-- Opening Marker --

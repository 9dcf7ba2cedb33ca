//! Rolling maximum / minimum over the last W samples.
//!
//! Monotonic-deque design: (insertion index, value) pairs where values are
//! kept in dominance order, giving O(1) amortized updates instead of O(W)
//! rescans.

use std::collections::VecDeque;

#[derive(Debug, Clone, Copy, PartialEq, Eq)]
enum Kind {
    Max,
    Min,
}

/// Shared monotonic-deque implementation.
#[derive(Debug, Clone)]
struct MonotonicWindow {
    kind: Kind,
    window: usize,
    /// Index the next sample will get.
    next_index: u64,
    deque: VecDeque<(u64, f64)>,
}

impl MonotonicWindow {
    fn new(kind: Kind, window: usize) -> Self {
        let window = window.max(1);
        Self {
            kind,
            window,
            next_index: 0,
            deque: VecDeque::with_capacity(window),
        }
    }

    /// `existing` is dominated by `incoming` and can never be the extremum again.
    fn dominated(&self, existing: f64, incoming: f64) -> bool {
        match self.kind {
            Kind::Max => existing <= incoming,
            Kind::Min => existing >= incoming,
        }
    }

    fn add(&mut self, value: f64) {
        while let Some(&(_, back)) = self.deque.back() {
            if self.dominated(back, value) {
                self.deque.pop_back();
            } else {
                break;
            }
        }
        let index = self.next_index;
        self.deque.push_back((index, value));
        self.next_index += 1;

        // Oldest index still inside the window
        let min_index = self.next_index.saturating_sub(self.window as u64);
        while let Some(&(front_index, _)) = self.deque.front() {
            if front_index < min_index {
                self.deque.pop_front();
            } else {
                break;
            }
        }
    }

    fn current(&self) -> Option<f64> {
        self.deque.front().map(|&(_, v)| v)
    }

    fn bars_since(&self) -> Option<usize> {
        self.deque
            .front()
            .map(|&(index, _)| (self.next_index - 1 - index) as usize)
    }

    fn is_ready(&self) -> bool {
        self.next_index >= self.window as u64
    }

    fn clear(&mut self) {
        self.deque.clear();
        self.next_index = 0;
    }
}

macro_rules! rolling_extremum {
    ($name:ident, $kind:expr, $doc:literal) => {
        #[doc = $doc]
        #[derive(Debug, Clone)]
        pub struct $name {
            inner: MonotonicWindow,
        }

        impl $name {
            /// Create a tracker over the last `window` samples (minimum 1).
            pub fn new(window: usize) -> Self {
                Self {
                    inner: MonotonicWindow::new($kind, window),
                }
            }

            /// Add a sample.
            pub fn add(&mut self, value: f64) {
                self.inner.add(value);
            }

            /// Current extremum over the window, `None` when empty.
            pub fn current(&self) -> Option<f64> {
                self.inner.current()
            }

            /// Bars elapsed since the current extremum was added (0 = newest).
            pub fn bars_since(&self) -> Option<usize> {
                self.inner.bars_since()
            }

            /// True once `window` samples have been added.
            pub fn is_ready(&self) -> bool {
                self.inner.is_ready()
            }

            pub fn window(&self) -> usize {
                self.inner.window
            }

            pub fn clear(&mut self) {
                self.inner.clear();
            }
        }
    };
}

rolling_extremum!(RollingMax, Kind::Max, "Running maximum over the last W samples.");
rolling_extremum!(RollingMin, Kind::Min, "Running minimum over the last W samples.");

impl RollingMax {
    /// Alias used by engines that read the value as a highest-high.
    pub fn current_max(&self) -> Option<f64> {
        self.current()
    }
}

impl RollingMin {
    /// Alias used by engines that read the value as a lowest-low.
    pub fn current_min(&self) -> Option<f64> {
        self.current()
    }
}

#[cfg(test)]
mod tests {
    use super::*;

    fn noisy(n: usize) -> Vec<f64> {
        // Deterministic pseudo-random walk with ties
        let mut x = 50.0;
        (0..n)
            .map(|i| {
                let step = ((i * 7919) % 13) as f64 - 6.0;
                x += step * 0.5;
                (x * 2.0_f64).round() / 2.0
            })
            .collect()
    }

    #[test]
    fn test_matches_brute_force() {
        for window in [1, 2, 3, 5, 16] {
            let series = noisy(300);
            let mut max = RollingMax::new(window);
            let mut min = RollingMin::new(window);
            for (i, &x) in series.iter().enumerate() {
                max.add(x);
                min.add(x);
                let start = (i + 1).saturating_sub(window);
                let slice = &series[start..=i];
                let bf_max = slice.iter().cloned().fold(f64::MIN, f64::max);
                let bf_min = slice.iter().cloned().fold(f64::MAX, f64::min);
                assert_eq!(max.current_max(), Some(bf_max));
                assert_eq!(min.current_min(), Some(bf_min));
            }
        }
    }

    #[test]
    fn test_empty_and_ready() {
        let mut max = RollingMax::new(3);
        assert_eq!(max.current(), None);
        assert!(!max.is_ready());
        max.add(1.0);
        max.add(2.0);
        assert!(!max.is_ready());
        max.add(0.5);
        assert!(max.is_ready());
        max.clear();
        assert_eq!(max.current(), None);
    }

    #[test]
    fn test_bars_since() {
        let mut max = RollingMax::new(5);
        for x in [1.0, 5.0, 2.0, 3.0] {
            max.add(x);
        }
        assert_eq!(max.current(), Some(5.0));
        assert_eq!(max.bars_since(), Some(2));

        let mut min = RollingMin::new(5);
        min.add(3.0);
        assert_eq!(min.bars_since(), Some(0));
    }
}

-- Closing Marker --
-- Opening Marker --

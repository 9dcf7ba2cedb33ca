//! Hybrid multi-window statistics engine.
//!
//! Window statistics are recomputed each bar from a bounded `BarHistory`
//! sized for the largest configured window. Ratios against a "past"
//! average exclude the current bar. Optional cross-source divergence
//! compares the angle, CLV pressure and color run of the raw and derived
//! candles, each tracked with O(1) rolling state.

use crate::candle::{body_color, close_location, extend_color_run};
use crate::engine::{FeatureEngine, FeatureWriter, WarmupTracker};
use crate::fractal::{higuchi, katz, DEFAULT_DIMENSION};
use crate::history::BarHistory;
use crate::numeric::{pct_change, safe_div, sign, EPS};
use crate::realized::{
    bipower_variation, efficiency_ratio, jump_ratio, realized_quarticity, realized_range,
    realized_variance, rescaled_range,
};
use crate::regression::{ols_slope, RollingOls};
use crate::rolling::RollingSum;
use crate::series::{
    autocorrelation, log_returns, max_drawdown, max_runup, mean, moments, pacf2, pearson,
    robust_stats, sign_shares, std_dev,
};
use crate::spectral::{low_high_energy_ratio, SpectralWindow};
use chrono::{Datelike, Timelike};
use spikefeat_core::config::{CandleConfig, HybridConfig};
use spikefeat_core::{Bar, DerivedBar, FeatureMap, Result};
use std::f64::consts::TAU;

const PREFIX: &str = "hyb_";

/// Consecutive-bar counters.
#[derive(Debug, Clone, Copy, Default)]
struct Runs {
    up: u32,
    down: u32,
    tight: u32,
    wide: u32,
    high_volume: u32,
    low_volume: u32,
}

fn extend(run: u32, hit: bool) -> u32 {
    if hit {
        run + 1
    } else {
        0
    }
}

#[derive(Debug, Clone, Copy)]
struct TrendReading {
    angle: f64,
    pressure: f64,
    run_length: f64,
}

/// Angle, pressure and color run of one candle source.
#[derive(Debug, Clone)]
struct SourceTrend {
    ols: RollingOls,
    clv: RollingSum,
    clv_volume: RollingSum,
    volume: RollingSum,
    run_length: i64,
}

-- Closing Marker --
-- Opening Marker --

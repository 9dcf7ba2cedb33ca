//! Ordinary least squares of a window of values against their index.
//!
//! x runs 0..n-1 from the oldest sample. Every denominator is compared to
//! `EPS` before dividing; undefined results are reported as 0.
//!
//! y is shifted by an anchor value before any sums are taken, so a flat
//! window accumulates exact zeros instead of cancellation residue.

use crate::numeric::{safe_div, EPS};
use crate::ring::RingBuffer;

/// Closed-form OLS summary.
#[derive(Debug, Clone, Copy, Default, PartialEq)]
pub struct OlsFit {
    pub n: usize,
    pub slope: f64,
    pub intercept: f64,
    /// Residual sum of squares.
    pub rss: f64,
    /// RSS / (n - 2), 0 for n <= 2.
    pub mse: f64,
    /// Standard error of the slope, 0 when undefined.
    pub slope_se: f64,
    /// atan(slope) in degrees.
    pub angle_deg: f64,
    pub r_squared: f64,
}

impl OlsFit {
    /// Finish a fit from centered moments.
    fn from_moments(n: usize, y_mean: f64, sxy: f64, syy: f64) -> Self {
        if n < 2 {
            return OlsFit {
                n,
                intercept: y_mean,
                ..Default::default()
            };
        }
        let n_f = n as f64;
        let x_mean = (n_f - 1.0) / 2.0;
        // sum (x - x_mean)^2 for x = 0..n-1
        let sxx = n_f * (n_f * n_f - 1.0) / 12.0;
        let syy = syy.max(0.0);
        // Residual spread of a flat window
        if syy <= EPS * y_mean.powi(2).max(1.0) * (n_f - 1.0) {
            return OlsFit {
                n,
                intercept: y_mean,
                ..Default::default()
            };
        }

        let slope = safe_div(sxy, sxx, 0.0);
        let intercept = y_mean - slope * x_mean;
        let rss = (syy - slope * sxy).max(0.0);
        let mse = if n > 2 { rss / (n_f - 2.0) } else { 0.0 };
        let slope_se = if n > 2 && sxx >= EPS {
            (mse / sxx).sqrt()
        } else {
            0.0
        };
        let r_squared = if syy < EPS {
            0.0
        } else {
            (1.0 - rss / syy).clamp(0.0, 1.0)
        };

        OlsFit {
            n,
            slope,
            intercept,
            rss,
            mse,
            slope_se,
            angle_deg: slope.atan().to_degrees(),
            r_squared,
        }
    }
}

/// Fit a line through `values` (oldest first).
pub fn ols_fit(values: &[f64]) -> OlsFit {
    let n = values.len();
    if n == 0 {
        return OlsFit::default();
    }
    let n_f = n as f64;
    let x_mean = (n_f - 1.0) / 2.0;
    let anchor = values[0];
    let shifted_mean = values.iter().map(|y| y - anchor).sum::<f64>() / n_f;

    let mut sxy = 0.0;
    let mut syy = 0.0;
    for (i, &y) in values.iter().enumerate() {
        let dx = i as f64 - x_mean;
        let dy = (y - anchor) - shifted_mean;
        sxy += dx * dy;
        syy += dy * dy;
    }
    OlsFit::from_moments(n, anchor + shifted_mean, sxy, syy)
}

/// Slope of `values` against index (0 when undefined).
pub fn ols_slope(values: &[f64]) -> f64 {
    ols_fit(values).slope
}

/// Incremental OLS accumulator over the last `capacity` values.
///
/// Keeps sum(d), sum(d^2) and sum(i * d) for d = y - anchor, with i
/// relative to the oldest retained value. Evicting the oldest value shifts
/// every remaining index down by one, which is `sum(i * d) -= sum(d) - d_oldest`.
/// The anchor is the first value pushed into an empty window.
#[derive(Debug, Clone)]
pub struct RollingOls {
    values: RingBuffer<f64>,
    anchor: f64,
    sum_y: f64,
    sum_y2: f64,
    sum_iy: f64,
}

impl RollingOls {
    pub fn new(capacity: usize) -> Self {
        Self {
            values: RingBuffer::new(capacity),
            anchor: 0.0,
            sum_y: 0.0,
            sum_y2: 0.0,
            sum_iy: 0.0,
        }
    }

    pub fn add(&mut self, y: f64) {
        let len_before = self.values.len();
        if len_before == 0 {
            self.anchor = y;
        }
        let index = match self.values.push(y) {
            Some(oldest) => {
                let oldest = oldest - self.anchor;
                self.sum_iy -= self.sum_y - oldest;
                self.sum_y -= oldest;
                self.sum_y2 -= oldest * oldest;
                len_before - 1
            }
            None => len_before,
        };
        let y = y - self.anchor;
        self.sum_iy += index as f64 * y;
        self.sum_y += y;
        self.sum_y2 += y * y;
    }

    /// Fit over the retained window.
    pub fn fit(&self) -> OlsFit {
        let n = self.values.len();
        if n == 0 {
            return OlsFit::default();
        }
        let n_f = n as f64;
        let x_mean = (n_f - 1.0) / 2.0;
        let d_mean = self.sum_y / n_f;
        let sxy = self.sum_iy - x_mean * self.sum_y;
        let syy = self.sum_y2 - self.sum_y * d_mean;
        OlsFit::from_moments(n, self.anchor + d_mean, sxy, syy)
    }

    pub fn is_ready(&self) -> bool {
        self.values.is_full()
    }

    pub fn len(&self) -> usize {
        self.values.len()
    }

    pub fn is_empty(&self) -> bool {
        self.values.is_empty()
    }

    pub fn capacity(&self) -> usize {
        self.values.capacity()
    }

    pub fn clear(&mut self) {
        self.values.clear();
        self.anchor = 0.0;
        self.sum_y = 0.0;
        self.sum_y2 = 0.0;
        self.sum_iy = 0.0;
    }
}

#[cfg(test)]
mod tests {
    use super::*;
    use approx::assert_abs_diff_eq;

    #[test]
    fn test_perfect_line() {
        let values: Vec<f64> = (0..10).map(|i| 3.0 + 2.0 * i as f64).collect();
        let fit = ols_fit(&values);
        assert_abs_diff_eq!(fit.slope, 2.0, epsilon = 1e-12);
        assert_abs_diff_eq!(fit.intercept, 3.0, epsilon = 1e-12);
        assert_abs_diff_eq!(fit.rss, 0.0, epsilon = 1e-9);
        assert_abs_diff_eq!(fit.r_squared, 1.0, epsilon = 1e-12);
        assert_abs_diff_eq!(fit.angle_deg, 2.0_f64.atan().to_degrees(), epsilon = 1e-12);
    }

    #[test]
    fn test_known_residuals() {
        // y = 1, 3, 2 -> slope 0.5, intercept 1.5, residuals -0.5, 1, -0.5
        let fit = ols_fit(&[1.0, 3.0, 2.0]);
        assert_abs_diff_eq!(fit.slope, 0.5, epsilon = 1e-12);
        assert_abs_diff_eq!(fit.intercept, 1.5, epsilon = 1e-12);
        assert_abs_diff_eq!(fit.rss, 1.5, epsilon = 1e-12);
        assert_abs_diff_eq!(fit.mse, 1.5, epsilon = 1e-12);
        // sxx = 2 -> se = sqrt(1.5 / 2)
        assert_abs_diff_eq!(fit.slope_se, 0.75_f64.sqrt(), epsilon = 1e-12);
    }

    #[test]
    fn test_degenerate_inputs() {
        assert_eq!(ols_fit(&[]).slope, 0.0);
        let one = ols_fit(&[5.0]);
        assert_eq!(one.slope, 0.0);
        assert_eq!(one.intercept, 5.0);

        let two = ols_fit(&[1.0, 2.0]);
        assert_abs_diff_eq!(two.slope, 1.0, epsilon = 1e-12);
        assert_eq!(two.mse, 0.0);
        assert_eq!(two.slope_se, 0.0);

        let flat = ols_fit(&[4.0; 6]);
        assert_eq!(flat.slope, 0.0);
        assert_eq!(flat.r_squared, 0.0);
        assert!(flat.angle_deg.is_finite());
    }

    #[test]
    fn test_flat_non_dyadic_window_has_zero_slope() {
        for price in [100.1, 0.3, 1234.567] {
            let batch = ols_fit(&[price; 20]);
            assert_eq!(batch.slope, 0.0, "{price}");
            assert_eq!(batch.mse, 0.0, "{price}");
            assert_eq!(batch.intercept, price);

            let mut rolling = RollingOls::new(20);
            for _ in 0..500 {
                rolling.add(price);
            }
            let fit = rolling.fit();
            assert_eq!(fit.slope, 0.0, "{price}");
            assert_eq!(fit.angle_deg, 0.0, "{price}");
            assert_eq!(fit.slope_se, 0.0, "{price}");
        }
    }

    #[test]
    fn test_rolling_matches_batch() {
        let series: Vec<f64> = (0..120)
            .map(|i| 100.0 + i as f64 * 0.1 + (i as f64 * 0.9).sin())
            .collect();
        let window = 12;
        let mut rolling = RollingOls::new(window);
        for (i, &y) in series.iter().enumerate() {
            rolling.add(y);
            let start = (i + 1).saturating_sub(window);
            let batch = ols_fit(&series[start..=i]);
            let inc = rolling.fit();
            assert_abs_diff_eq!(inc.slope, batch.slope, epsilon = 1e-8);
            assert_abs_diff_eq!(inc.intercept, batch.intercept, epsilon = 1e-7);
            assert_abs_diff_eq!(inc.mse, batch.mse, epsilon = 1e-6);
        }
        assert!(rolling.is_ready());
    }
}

-- Closing Marker --

TASK INSTRUCTIONS: If a line in the data holds the string "BarHistory", copy that line.

THE COMPLETED TASK:
//! Window statistics are recomputed each bar from a bounded `BarHistory`
use crate::history::BarHistory;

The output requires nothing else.